Southern Ocean, South Atlantic, Pacific and Indian Oceans, highway of weather systems that uninterrupted travel over the open waters. On their passing, they can create large swells travelling eastwards. Characteristics that traditionally in the golden times of sailing have been driving trading vessels on their voyages Eastwards around the world in the Southern Hemisphere. The use of those winds, mostly around the latitudes of the 40’s date from 1611 when their characteristics were found by the Dutch explorer Hendrik Brouwer. All part of the Oceanic attributes ranging from the Shrieking 60’s to the Roaring 40’s and beyond to the southern range of the more friendly and temperate 30’s. Since then well known by the sailors that venture those waters and master their harsh conditions, nevertheless this belt of latitudes is home for the true archetypical lords of the winds and seas: petrels and albatrosses. They spend most of the time offshore, some fly over immense distances, counting for that with supreme adaptations to the marine environment. When they stop their seemingly limitless journeys, it is for breeding on remote islands distributed mostly around the Subantarctic world.

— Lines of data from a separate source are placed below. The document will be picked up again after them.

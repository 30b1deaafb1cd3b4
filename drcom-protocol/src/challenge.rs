//! Challenge request and reply
//!
//! The challenge is the first exchange of every login or logout attempt. The
//! gateway answers with a fresh 4-byte salt that keys the credential digests.

use bytes::{BufMut, BytesMut};
use drcom_core::{Error, Result, Salt};

use crate::constants::{CODE_CHALLENGE, CODE_CHALLENGE_REPLY};

/// Length of a challenge request on the wire
pub const CHALLENGE_LEN: usize = 20;

/// Challenge request: `01 02 <u16 LE nonce> 09 <15 x 00>`
#[derive(Debug, Clone, Copy, PartialEq, Eq)]
pub struct ChallengePacket {
    pub nonce: u16,
}

impl ChallengePacket {
    pub fn new(nonce: u16) -> Self {
        Self { nonce }
    }

    /// Derive the nonce from the wall clock plus a small random offset
    ///
    /// The gateway does not validate the value. It only has to differ between
    /// consecutive attempts.
    pub fn from_clock(unix_secs: u64, jitter: u64) -> Self {
        let nonce = (unix_secs.wrapping_add(jitter) % 0xffff) as u16;
        Self { nonce }
    }

    pub fn build(&self) -> Vec<u8> {
        let mut buffer = BytesMut::with_capacity(CHALLENGE_LEN);

        buffer.put_slice(&CODE_CHALLENGE);
        buffer.put_u16_le(self.nonce);
        buffer.put_u8(0x09);
        buffer.put_bytes(0x00, 15);

        buffer.to_vec()
    }
}

/// Extract the salt from a challenge reply
///
/// The reply must start with `0x02` and carry the salt at bytes 4..8.
pub fn parse_challenge_reply(data: &[u8]) -> Result<Salt> {
    let code = data.first().copied().unwrap_or(0);
    if code != CODE_CHALLENGE_REPLY || data.len() < 8 {
        return Err(Error::ChallengeRejected { code });
    }

    let mut salt = [0u8; 4];
    salt.copy_from_slice(&data[4..8]);
    Ok(Salt(salt))
}
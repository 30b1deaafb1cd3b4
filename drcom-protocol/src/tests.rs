//! Tests for the Drcom packet codec
//!
//! Offsets are pinned against the fixed-layout tables in [`crate::login`] and
//! [`crate::keepalive`]. Digest values were computed independently for the
//! session returned by `session()`.

#[cfg(test)]
mod packet_tests {
    use std::net::Ipv4Addr;

    use drcom_core::{AuthInfo, Error, GatewayProfile, MacAddr, Salt, Session, Tail};

    use crate::challenge::*;
    use crate::keepalive::*;
    use crate::login::*;
    use crate::reply::Reply;

    const SALT: Salt = Salt([0xAA, 0xBB, 0xCC, 0xDD]);

    fn session() -> Session {
        Session::new(
            "10.0.0.1:61440".parse().unwrap(),
            "student",
            "secret",
            MacAddr::from_u64(0x0011_2233_4455),
            Ipv4Addr::new(10, 0, 0, 2),
            Ipv4Addr::new(10, 0, 0, 1),
            Ipv4Addr::new(10, 0, 0, 1),
            "host",
            "linux",
            GatewayProfile::default(),
        )
    }

    fn with_username(name: &str) -> Session {
        let mut s = session();
        s.username = name.to_string();
        s
    }

    #[test]
    fn test_challenge_layout() {
        let packet = ChallengePacket::new(0x1234).build();
        assert_eq!(packet.len(), CHALLENGE_LEN);
        assert_eq!(&packet[..5], &[0x01, 0x02, 0x34, 0x12, 0x09]);
        assert!(packet[5..].iter().all(|&b| b == 0));
    }

    #[test]
    fn test_challenge_nonce_from_clock() {
        assert_eq!(ChallengePacket::from_clock(0xffff, 0x0f).nonce, 0x0f);
        assert_eq!(ChallengePacket::from_clock(100, 0x10).nonce, 116);
    }

    #[test]
    fn test_challenge_reply_salt() {
        let mut reply = vec![0x02, 0x00, 0x00, 0x00, 0xAA, 0xBB, 0xCC, 0xDD];
        reply.extend_from_slice(&[0u8; 8]);
        assert_eq!(parse_challenge_reply(&reply).unwrap(), SALT);
    }

    #[test]
    fn test_challenge_reply_rejected() {
        let err = parse_challenge_reply(&[0x05, 0, 0, 0, 1, 2, 3, 4]).unwrap_err();
        assert!(matches!(err, Error::ChallengeRejected { code: 0x05 }));

        // Truncated reply is rejected rather than panicking
        let err = parse_challenge_reply(&[0x02, 0x00]).unwrap_err();
        assert!(matches!(err, Error::ChallengeRejected { code: 0x02 }));
    }

    #[test]
    fn test_login_offsets() {
        let packet = LoginPacket::new(&session(), SALT).build().unwrap();

        assert_eq!(packet.len(), LOGIN_LEN);
        assert_eq!(&packet[..4], &[0x03, 0x01, 0x00, 27]);
        assert_eq!(hex::encode(&packet[4..20]), "b1e25fbe79ec521af7eb031e30b6c44e");
        assert_eq!(&packet[20..27], b"student");
        assert!(packet[27..56].iter().all(|&b| b == 0));
        assert_eq!(packet[56], 0x20, "control check status");
        assert_eq!(packet[57], 0x01, "adapter number");
        assert_eq!(hex::encode(&packet[58..64]), "b1f37d8d3db9");
        assert_eq!(packet[80], 0x01, "host IP count");
        assert_eq!(&packet[81..85], &[10, 0, 0, 2]);
        assert_eq!(hex::encode(&packet[97..105]), "aa8cd9c4416f283f");
        assert_eq!(packet[105], 0x01, "ip dog");
        assert_eq!(&packet[110..114], b"host");
        assert_eq!(&packet[142..146], &[10, 0, 0, 1]);
        assert_eq!(&packet[146..150], &[10, 0, 0, 1]);
        assert_eq!(packet[162], 0x94);
        assert_eq!(&packet[182..187], b"linux");
        assert!(packet[214..310].iter().all(|&b| b == 0));
        assert_eq!(&packet[310..312], &[0x0a, 0x00]);
        assert_eq!(&packet[312..314], &[0x02, 0x0c]);
        assert_eq!(hex::encode(&packet[314..318]), "d00191b9");
        assert_eq!(&packet[318..320], &[0x00, 0x00]);
        assert_eq!(&packet[320..326], &[0x00, 0x11, 0x22, 0x33, 0x44, 0x55]);
        assert_eq!(&packet[326..330], &[0x00, 0x00, 0xe9, 0x13]);
    }

    #[test]
    fn test_login_is_deterministic_for_same_salt() {
        let s = session();
        let a = LoginPacket::new(&s, SALT).build().unwrap();
        let b = LoginPacket::new(&s, SALT).build().unwrap();
        assert_eq!(a, b);

        let c = LoginPacket::new(&s, Salt([1, 2, 3, 4])).build().unwrap();
        assert_ne!(a, c, "a new salt must change the packet");
    }

    #[test]
    fn test_login_length_independent_of_username() {
        for len in [1usize, 8, 36] {
            let name = "u".repeat(len);
            let packet = LoginPacket::new(&with_username(&name), SALT).build().unwrap();
            assert_eq!(packet.len(), LOGIN_LEN, "username length {len}");
            assert_eq!(packet[3], (len + 20) as u8, "header length byte for {len}");
            assert_eq!(&packet[310..312], &[0x0a, 0x00], "auth version offset for {len}");
            assert_eq!(&packet[326..330], &[0x00, 0x00, 0xe9, 0x13]);
        }
    }

    #[test]
    fn test_login_truncates_long_username() {
        let name = "x".repeat(40);
        let packet = LoginPacket::new(&with_username(&name), SALT).build().unwrap();
        assert_eq!(packet.len(), LOGIN_LEN);
        assert_eq!(packet[3], 60);
        assert_eq!(&packet[20..56], "x".repeat(36).as_bytes());
    }

    #[test]
    fn test_login_length_byte_saturates() {
        let name = "y".repeat(300);
        let packet = LoginPacket::new(&with_username(&name), SALT).build().unwrap();
        assert_eq!(packet.len(), LOGIN_LEN);
        assert_eq!(packet[3], 0xff);
    }

    #[test]
    fn test_login_ror_block() {
        let mut s = session();
        s.profile.ror_version = true;
        let packet = LoginPacket::new(&s, SALT).build().unwrap();

        assert_eq!(packet.len(), LoginPacket::expected_len(&s.profile, &s.password));
        assert_eq!(packet.len(), 338);
        assert_eq!(packet[312], 0x00);
        assert_eq!(packet[313], 6, "password length");
        assert_eq!(hex::encode(&packet[314..320]), "163ce166e0c4");
        assert_eq!(&packet[320..322], &[0x02, 0x0c]);
        assert_eq!(hex::encode(&packet[322..326]), "20dc11ad");
    }

    #[test]
    fn test_login_ror_rejects_long_password() {
        let mut s = session();
        s.profile.ror_version = true;
        s.password = "p".repeat(17);
        assert!(matches!(
            LoginPacket::new(&s, SALT).build(),
            Err(Error::PacketConstruction(_))
        ));
    }

    #[test]
    fn test_small_mac_fills_fixed_fields() {
        let mut s = session();
        s.mac = MacAddr::from_u64(0x1);
        let packet = LoginPacket::new(&s, SALT).build().unwrap();
        assert_eq!(packet.len(), LOGIN_LEN);
        assert_eq!(&packet[320..326], &[0, 0, 0, 0, 0, 1]);
    }

    #[test]
    fn test_logout_layout() {
        let mut s = session();
        s.auth_info = Some(AuthInfo([0x42; 16]));
        let packet = LogoutPacket::new(&s, SALT).build();

        assert_eq!(packet.len(), LOGOUT_LEN);
        assert_eq!(&packet[..4], &[0x06, 0x01, 0x00, 27]);
        assert_eq!(hex::encode(&packet[4..20]), "b1e25fbe79ec521af7eb031e30b6c44e");
        assert_eq!(hex::encode(&packet[58..64]), "b1f37d8d3db9");
        assert_eq!(&packet[64..80], &[0x42; 16]);
    }

    #[test]
    fn test_logout_without_auth_info() {
        let packet = LogoutPacket::new(&session(), SALT).build();
        assert_eq!(packet.len(), LOGOUT_LEN);
        assert_eq!(&packet[64..80], &[0u8; 16]);
    }

    #[test]
    fn test_login_reply_auth_info() {
        let mut reply = vec![0x04];
        reply.extend_from_slice(&[0u8; 22]);
        reply.extend((0..16u8).map(|i| 0xA0 + i));
        reply.extend_from_slice(&[0u8; 8]);

        let auth = parse_login_reply(&reply).unwrap();
        assert_eq!(auth.as_bytes(), &reply[23..39]);
    }

    #[test]
    fn test_login_reply_rejected() {
        let err = parse_login_reply(&[0x05; 64]).unwrap_err();
        assert!(matches!(err, Error::LoginRejected { code: 0x05 }));
        assert!(parse_login_reply(&[0x04; 20]).is_err());
        assert!(parse_login_reply(&[]).is_err());
    }

    #[test]
    fn test_logout_acknowledged() {
        assert!(logout_acknowledged(&[0x04, 0x00]));
        assert!(!logout_acknowledged(&[0x05]));
        assert!(!logout_acknowledged(&[]));
    }

    #[test]
    fn test_keepalive1_layout() {
        let auth = AuthInfo([0x11; 16]);
        let packet = KeepAlive1Packet::new(SALT, "secret", auth, 0x1_2345).build();

        assert_eq!(packet.len(), KEEPALIVE1_LEN);
        assert_eq!(packet[0], 0xff);
        assert_eq!(hex::encode(&packet[1..17]), "b1e25fbe79ec521af7eb031e30b6c44e");
        assert_eq!(&packet[17..20], &[0, 0, 0]);
        assert_eq!(&packet[20..36], &[0x11; 16]);
        assert_eq!(&packet[36..38], &[0x23, 0x45], "time mod 65536, big endian");
        assert_eq!(&packet[38..42], &[0, 0, 0, 0]);
    }

    #[test]
    fn test_keepalive2_first_type1() {
        let packet = KeepAlive2Packet::new(
            0,
            KeepAliveType::Type1,
            [0xdc, 0x02],
            Tail::ZERO,
            Ipv4Addr::new(10, 0, 0, 2),
        )
        .first()
        .build();

        assert_eq!(packet.len(), KEEPALIVE2_LEN);
        assert_eq!(&packet[..6], &[0x07, 0x00, 0x28, 0x00, 0x0b, 0x01]);
        assert_eq!(&packet[6..8], &[0x0f, 0x27]);
        assert_eq!(&packet[8..10], &[0x2f, 0x12]);
        assert!(packet[10..].iter().all(|&b| b == 0));
    }

    #[test]
    fn test_keepalive2_type3_carries_tail_and_ip() {
        let packet = KeepAlive2Packet::new(
            5,
            KeepAliveType::Type3,
            [0xdc, 0x02],
            Tail([1, 2, 3, 4]),
            Ipv4Addr::new(10, 0, 0, 2),
        )
        .build();

        assert_eq!(packet.len(), KEEPALIVE2_LEN);
        assert_eq!(&packet[..6], &[0x07, 0x05, 0x28, 0x00, 0x0b, 0x03]);
        assert_eq!(&packet[6..8], &[0xdc, 0x02]);
        assert_eq!(&packet[16..20], &[1, 2, 3, 4]);
        assert_eq!(&packet[20..24], &[0; 4]);
        assert_eq!(&packet[24..28], &[0; 4], "checksum slot");
        assert_eq!(&packet[28..32], &[10, 0, 0, 2]);
        assert_eq!(&packet[32..40], &[0; 8]);
    }

    #[test]
    fn test_reply_tail_defaults_to_zero() {
        let short = [0x07, 0x01, 0x28, 0x00];
        assert_eq!(Reply::new(&short).tail(), Tail::ZERO);

        let mut full = vec![0x07; 16];
        full.extend_from_slice(&[9, 8, 7, 6]);
        assert_eq!(Reply::new(&full).tail(), Tail([9, 8, 7, 6]));
    }

    #[test]
    fn test_reply_first_keepalive_acceptance() {
        assert!(Reply::new(&[0x07, 0x00, 0x28, 0x00]).accepts_first_keepalive(3));
        assert!(Reply::new(&[0x07, 0x03, 0x28, 0x00]).accepts_first_keepalive(3));
        assert!(Reply::new(&[0x07, 0x00, 0x10, 0x00]).accepts_first_keepalive(3));
        assert!(Reply::new(&[0x07, 0x00, 0x10, 0x00]).is_file_push());
        assert!(!Reply::new(&[0x07, 0x04, 0x28, 0x00]).accepts_first_keepalive(3));
        assert!(!Reply::new(&[0x4d, 0x00, 0x28, 0x00]).accepts_first_keepalive(0));
    }

    #[test]
    fn test_reply_expect_keepalive() {
        assert!(Reply::new(&[0x07]).expect_keepalive("phase-1").is_ok());
        let err = Reply::new(&[0x4d]).expect_keepalive("phase-1").unwrap_err();
        assert!(matches!(
            err,
            Error::KeepAliveRejected {
                phase: "phase-1",
                code: 0x4d
            }
        ));
    }
}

And many of them glided effortlessly around us today. Most spectacular are the great albatrosses, paradigm of the greatest seabirds. Tristan albatrosses of different ages soar pass, subspecies of the Wanderers, long lived and largest amongst all flying birds, which have always impressed those who travel the oceans and never disappoint the lucky ones that happen to be out on deck. Numerous juvenile Black browed join, and with them, Spectacled petrels, endemic from these waters.
Endlessly patrolling the oceans in search for nourishment, today the ones around us have been lucky. Sailing now off the waters south of the Polar Front, far away from continents and islands, and taking advantage of the good weather and seas, time had come to dispose all the biological waste that so far has been stored on board.

But a bit of a problem arose… some bits and pieces of plastic have been detected on it. Just to make sure we are not contributing to the problem caused by the plastics in the oceans, and although it is a usual operation during darkness, this time the garbage had to be revised and checked on deck during the day before dumping it overboard.